Ieri, il quotidiano in lingua inglese The Moscow Times ha ripreso un lungo articolo pubblicato qualche giorno fa dal Los Angeles Times in cui si racconta come la psichiatria repressiva non sia del tutto scomparsa nella Russia di Putin. Anzi, le leggi che furono adottate dopo la fine della dittatura per garantire i diritti di chi veniva ingiustamente recluso in un asilo psichiatrico vengono oggi ridiscusse, se non abrogate. Il Parlamento russo dovrebbe approvare un decreto che consentirà ai medici di rinchiudere una persona in manicomio senza l'approvazione di un magistrato, e che impedirà che questa venga visitata da medici che non lavorino per il governo. Come accadeva, appunto, nella Russia sovietica.
Dice Yury Savenko, presidente di un'associazione di psichiatri che lottano per riformare il sistema manicomiale del paese: "Qualche anno fa, quando questa pratica è riapparsa, stentavano a crederlo. Oggi è sotto gli occhi di tutti e sempre più frequente". Così frequente che vi ricorre anche chi deve prendersi una vendetta, chi non vuole pagare un creditore o chi è accusato di non aver svolto un lavoro richiesto.

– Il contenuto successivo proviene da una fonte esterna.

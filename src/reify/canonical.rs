//! Numbering-independent view of reified fact bases.
//!
//! Tuple ids and atom ids are arbitrary: two reifications of the same ground
//! program agree only up to renumbering. [`canonical_facts`] describes every
//! tuple by its content and every atom by its output symbol (or by `#<id>`
//! when the atom is not shown), which makes fact bases from [`super::compile`]
//! and from the clingo reifier directly comparable.

use std::collections::{BTreeMap, BTreeSet};

use crate::program::{AtomId, GroundRule, Literal, ObservedProgram, OutputAtom, WeightedRule};
use crate::term::Term;

use super::OutputDialect;

#[derive(Debug, Clone, Copy, PartialEq, Eq)]
enum Body {
    Normal(i64),
    Sum(i64, i64),
}

#[derive(Debug, Clone, PartialEq, Eq)]
struct RuleFact {
    choice: bool,
    head: i64,
    body: Body,
}

/// Reified facts collected by tuple id.
#[derive(Debug, Default)]
struct FactTables {
    atom_tuples: BTreeMap<i64, BTreeSet<i64>>,
    literal_tuples: BTreeMap<i64, BTreeSet<i64>>,
    weighted_tuples: BTreeMap<i64, BTreeSet<(i64, i64)>>,
    rules: Vec<RuleFact>,
    sccs: BTreeMap<i64, BTreeSet<i64>>,
    outputs: Vec<(Term, i64)>,
    output_terms: Vec<(Term, i64)>,
}

impl FactTables {
    fn parse(text: &str, prefix: &str) -> Self {
        let mut tables = Self::default();
        for statement in statements(text) {
            if statement.contains(":-") || statement.starts_with('#') {
                continue;
            }
            let Some(fact) = Term::parse(statement) else {
                continue;
            };
            let Some(name) = fact.name().and_then(|n| n.strip_prefix(prefix)) else {
                continue;
            };
            tables.add(name, fact.arguments());
        }
        tables
    }

    fn add(&mut self, name: &str, args: &[Term]) {
        let num = |i: usize| args.get(i).and_then(Term::number);
        match (name, args.len()) {
            ("atom_tuple", 1) => {
                if let Some(t) = num(0) {
                    self.atom_tuples.entry(t).or_default();
                }
            }
            ("atom_tuple", 2) => {
                if let (Some(t), Some(a)) = (num(0), num(1)) {
                    self.atom_tuples.entry(t).or_default().insert(a);
                }
            }
            ("literal_tuple", 1) => {
                if let Some(t) = num(0) {
                    self.literal_tuples.entry(t).or_default();
                }
            }
            ("literal_tuple", 2) => {
                if let (Some(t), Some(l)) = (num(0), num(1)) {
                    self.literal_tuples.entry(t).or_default().insert(l);
                }
            }
            ("weighted_literal_tuple", 1) => {
                if let Some(t) = num(0) {
                    self.weighted_tuples.entry(t).or_default();
                }
            }
            ("weighted_literal_tuple", 3) => {
                if let (Some(t), Some(l), Some(w)) = (num(0), num(1), num(2)) {
                    self.weighted_tuples.entry(t).or_default().insert((l, w));
                }
            }
            ("rule", 2) => {
                if let Some(rule) = rule_fact(&args[0], &args[1]) {
                    self.rules.push(rule);
                }
            }
            ("scc", 2) => {
                if let (Some(c), Some(a)) = (num(0), num(1)) {
                    self.sccs.entry(c).or_default().insert(a);
                }
            }
            ("output", 2) => {
                if let Some(r) = num(1) {
                    self.outputs.push((args[0].clone(), r));
                }
            }
            ("output_term", 2) => {
                if let Some(l) = num(1) {
                    self.output_terms.push((args[0].clone(), l));
                }
            }
            _ => {}
        }
    }

    /// Whether a rule is the reserved unconditional group (head atom 0).
    fn is_reserved(&self, rule: &RuleFact) -> bool {
        self.atom_tuples
            .get(&rule.head)
            .is_some_and(|atoms| atoms.contains(&0))
    }

    fn head(&self, rule: &RuleFact) -> BTreeSet<i64> {
        self.atom_tuples.get(&rule.head).cloned().unwrap_or_default()
    }

    /// Output symbol of each shown atom.
    fn atom_names(&self, dialect: OutputDialect) -> BTreeMap<i64, String> {
        let mut names = BTreeMap::new();
        for (symbol, reference) in &self.outputs {
            let atom = match dialect {
                OutputDialect::Atom => Some(*reference),
                OutputDialect::LiteralTuple => {
                    let literals = self.literal_tuples.get(reference);
                    match literals.map(|l| l.iter().copied().collect::<Vec<_>>()) {
                        Some(l) if l.len() == 1 && l[0] > 0 => Some(l[0]),
                        _ => None,
                    }
                }
            };
            if let Some(atom) = atom {
                names.entry(atom).or_insert_with(|| symbol.to_string());
            }
        }
        names
    }

    /// Literals an output fact depends on.
    fn output_condition(&self, reference: i64, dialect: OutputDialect) -> BTreeSet<i64> {
        match dialect {
            OutputDialect::Atom => BTreeSet::from([reference]),
            OutputDialect::LiteralTuple => self
                .literal_tuples
                .get(&reference)
                .cloned()
                .unwrap_or_default(),
        }
    }
}

fn rule_fact(head: &Term, body: &Term) -> Option<RuleFact> {
    let choice = match head.name()? {
        "choice" => true,
        "disjunction" => false,
        _ => return None,
    };
    let head = head.arguments().first()?.number()?;
    let body = match (body.name()?, body.arguments()) {
        ("normal", [id]) => Body::Normal(id.number()?),
        ("sum", [id, bound]) => Body::Sum(id.number()?, bound.number()?),
        _ => return None,
    };
    Some(RuleFact { choice, head, body })
}

/// Split program text into statements at top-level periods.
fn statements(text: &str) -> Vec<&str> {
    let mut out = Vec::new();
    let mut start = 0;
    let mut depth = 0i32;
    let mut in_string = false;
    let mut in_comment = false;
    let mut escaped = false;
    for (i, c) in text.char_indices() {
        if in_comment {
            if c == '\n' {
                in_comment = false;
                start = i + 1;
            }
            continue;
        }
        if in_string {
            match c {
                _ if escaped => escaped = false,
                '\\' => escaped = true,
                '"' => in_string = false,
                _ => {}
            }
            continue;
        }
        match c {
            '"' => in_string = true,
            '%' if text[start..i].trim().is_empty() => in_comment = true,
            '(' => depth += 1,
            ')' => depth -= 1,
            '.' if depth == 0 && !text[i + 1..].starts_with('.') && !text[..i].ends_with('.') => {
                let statement = text[start..i].trim();
                if !statement.is_empty() {
                    out.push(statement);
                }
                start = i + 1;
            }
            _ => {}
        }
    }
    out
}

/// Canonical, numbering-independent facts of a reified program.
///
/// Covers rules, loops and outputs; the reserved unconditional group is left
/// out since only [`super::compile`] emits it with a rule.
pub fn canonical_facts(text: &str, prefix: &str, dialect: OutputDialect) -> BTreeSet<String> {
    let tables = FactTables::parse(text, prefix);
    let names = tables.atom_names(dialect);
    let atom = |a: &i64| {
        names
            .get(a)
            .cloned()
            .unwrap_or_else(|| format!("#{a}"))
    };
    let literal = |l: &i64| {
        if *l < 0 {
            format!("not {}", atom(&-l))
        } else {
            atom(l)
        }
    };
    let join = |items: BTreeSet<String>| items.into_iter().collect::<Vec<_>>().join(";");

    let mut out = BTreeSet::new();
    for rule in &tables.rules {
        if tables.is_reserved(rule) {
            continue;
        }
        let head = join(tables.head(rule).iter().map(atom).collect());
        let kind = if rule.choice { "choice" } else { "disjunction" };
        let body = match rule.body {
            Body::Normal(id) => {
                let lits = tables.literal_tuples.get(&id).cloned().unwrap_or_default();
                format!("normal({{{}}})", join(lits.iter().map(literal).collect()))
            }
            Body::Sum(id, bound) => {
                let lits = tables.weighted_tuples.get(&id).cloned().unwrap_or_default();
                let items = lits
                    .iter()
                    .map(|(l, w)| format!("{w}:{}", literal(l)))
                    .collect();
                format!("sum({{{}}},{bound})", join(items))
            }
        };
        out.insert(format!("rule({kind}({{{head}}}),{body})"));
    }
    for members in tables.sccs.values() {
        out.insert(format!("scc({{{}}})", join(members.iter().map(atom).collect())));
    }
    for (symbol, reference) in &tables.outputs {
        let condition = tables.output_condition(*reference, dialect);
        out.insert(format!(
            "output({symbol},{{{}}})",
            join(condition.iter().map(literal).collect())
        ));
    }
    for (symbol, l) in &tables.output_terms {
        out.insert(format!("output_term({symbol},{})", literal(l)));
    }
    out
}

/// Rebuild the ground program described by reified facts.
///
/// Output atoms are recovered where the dialect allows; the reserved
/// unconditional group is skipped.
pub fn parse_program(text: &str, prefix: &str, dialect: OutputDialect) -> ObservedProgram {
    let tables = FactTables::parse(text, prefix);
    let atom_id = |a: i64| AtomId(a.unsigned_abs() as u32);
    let mut program = ObservedProgram::new();

    for rule in &tables.rules {
        if tables.is_reserved(rule) {
            continue;
        }
        let head: Vec<AtomId> = tables.head(rule).into_iter().map(atom_id).collect();
        match rule.body {
            Body::Normal(id) => {
                let body: Vec<Literal> = tables
                    .literal_tuples
                    .get(&id)
                    .map(|lits| lits.iter().map(|&l| Literal(l as i32)).collect())
                    .unwrap_or_default();
                program.rules.push(GroundRule {
                    choice: rule.choice,
                    head,
                    body,
                });
            }
            Body::Sum(id, bound) => {
                let body: Vec<(Literal, i32)> = tables
                    .weighted_tuples
                    .get(&id)
                    .map(|lits| lits.iter().map(|&(l, w)| (Literal(l as i32), w as i32)).collect())
                    .unwrap_or_default();
                program.weighted_rules.push(WeightedRule {
                    choice: rule.choice,
                    head,
                    lower_bound: bound as i32,
                    body,
                });
            }
        }
    }

    for (atom, name) in tables.atom_names(dialect) {
        if let Some(symbol) = Term::parse(&name) {
            program.output_atoms.push(OutputAtom {
                symbol,
                atom: atom_id(atom),
            });
        }
    }
    program
}

#[cfg(test)]
mod tests {
    use super::*;
    use crate::program::ProgramObserver;
    use crate::reify::compile;

    /// clingo 5.4 `--output=reify --reify-sccs` for `a :- b. b :- a. b :- c. a :- c. {c}.`
    const CLINGO_LOOP: &str = "\
atom_tuple(0).
atom_tuple(0,1).
literal_tuple(0).
rule(choice(0),normal(0)).
atom_tuple(1).
atom_tuple(1,2).
literal_tuple(1).
literal_tuple(1,1).
rule(disjunction(1),normal(1)).
atom_tuple(2).
atom_tuple(2,3).
rule(disjunction(2),normal(1)).
literal_tuple(2).
literal_tuple(2,3).
rule(disjunction(1),normal(2)).
literal_tuple(3).
literal_tuple(3,2).
rule(disjunction(2),normal(3)).
output(c,1).
output(b,3).
output(a,2).
scc(0,2).
scc(0,3).
";

    fn observed_loop() -> ObservedProgram {
        let mut p = ObservedProgram::new();
        p.on_rule(true, &[AtomId(3)], &[]);
        p.on_rule(false, &[AtomId(1)], &[Literal(2)]);
        p.on_rule(false, &[AtomId(2)], &[Literal(1)]);
        p.on_rule(false, &[AtomId(2)], &[Literal(3)]);
        p.on_rule(false, &[AtomId(1)], &[Literal(3)]);
        for (name, atom) in [("a", 1), ("b", 2), ("c", 3)] {
            p.on_output_atom(&Term::constant(name), AtomId(atom));
        }
        p
    }

    #[test]
    fn statements_respect_nesting_strings_and_comments() {
        let text = "% a.b\np(\"x.y\",f(1.2)). q(1..3).\nr.";
        assert_eq!(statements(text), vec!["p(\"x.y\",f(1.2))", "q(1..3)", "r"]);
    }

    #[test]
    fn compiled_and_reifier_output_agree() {
        let compiled = compile(&observed_loop(), "_");
        let ours = canonical_facts(compiled.facts(), "_", OutputDialect::Atom);
        let theirs = canonical_facts(CLINGO_LOOP, "", OutputDialect::LiteralTuple);
        assert_eq!(ours, theirs);
        assert!(ours.contains("scc({a;b})"));
        assert!(ours.contains("rule(choice({c}),normal({}))"));
        assert!(ours.contains("rule(disjunction({a}),normal({b}))"));
    }

    #[test]
    fn renumbering_does_not_change_canonical_form() {
        let mut shuffled = ObservedProgram::new();
        shuffled.on_rule(false, &[AtomId(7)], &[Literal(9)]);
        shuffled.on_rule(false, &[AtomId(9)], &[Literal(8)]);
        shuffled.on_rule(true, &[AtomId(8)], &[]);
        shuffled.on_rule(false, &[AtomId(9)], &[Literal(7)]);
        shuffled.on_rule(false, &[AtomId(7)], &[Literal(8)]);
        for (name, atom) in [("a", 7), ("b", 9), ("c", 8)] {
            shuffled.on_output_atom(&Term::constant(name), AtomId(atom));
        }
        let a = canonical_facts(compile(&observed_loop(), "_").facts(), "_", OutputDialect::Atom);
        let b = canonical_facts(compile(&shuffled, "_").facts(), "_", OutputDialect::Atom);
        assert_eq!(a, b);
    }

    #[test]
    fn weighted_rules_are_described_by_content() {
        let mut p = ObservedProgram::new();
        p.on_weighted_rule(false, &[AtomId(3)], 1, &[(Literal(1), 1), (Literal(-2), 2)]);
        for (name, atom) in [("a", 1), ("b", 2), ("s", 3)] {
            p.on_output_atom(&Term::constant(name), AtomId(atom));
        }
        let facts = canonical_facts(compile(&p, "_").facts(), "_", OutputDialect::Atom);
        assert!(facts.contains("rule(disjunction({s}),sum({1:a;2:not b},1))"));
    }

    #[test]
    fn parse_program_recovers_rules_and_names() {
        let program = parse_program(CLINGO_LOOP, "", OutputDialect::LiteralTuple);
        assert_eq!(program.rules.len(), 5);
        assert_eq!(program.output_atoms.len(), 3);
        let compiled = compile(&observed_loop(), "__");
        let again = parse_program(compiled.as_str(), "__", OutputDialect::Atom);
        assert_eq!(again.rules, observed_loop().rules);
    }
}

E accaduto a San Pietroburgo dove Ivan Ivannikov, professore all'Università di Economia e commercio, si è ritrovato in manicomio per aver denunciato il ricco proprietario di un'impresa edile che ritardava a consegnarli l'appartamento restaurato. Sotto lauto compenso, uno psichiatra ha firmato l'ordine di reclusione del docente, perché "ossessionato e violento", senza neanche averlo visitato. Ivannikov è stato rilasciato dopo due mesi.
Altrettanto eloquente è la storia di Natalya Kuznetsova, che perse il suo impiego alla Corte dei conti di Mosca dopo aver scoperto l'illecita scomparsa di 140 milioni di dollari dal budget federale. La Kuznetsova si rivolse allora a un tribunale chiedendo un risarcimento per danni. Pochi giorni dopo, uno psicologo dello Stato la giudicò "mentalmente disabile". "Appena fui licenziata, il mio capo mi disse che avrebbe chiesto a un amico medico di farmi internare. Oggi sono le persone più corrotte che usano la psichiatria per distruggere gli onesti".
Molti degli ospedali psichiatrici in cui tra il 1960 e il 1980 furono internate migliaia di dissidenti sono ancora in funzione. Dice ancora lo storico Podrabinek: "Il famigerato Istituto di psichiatria forense Serbsky di Mosca ha soltanto cambiato nome. E vero: i medici che vi lavoravano espressero il loro rammarico per quei "rari casi" in cui furono "commessi degli errori". Ma per il resto, dai tempi dell'Unione sovietica non è cambiato granché".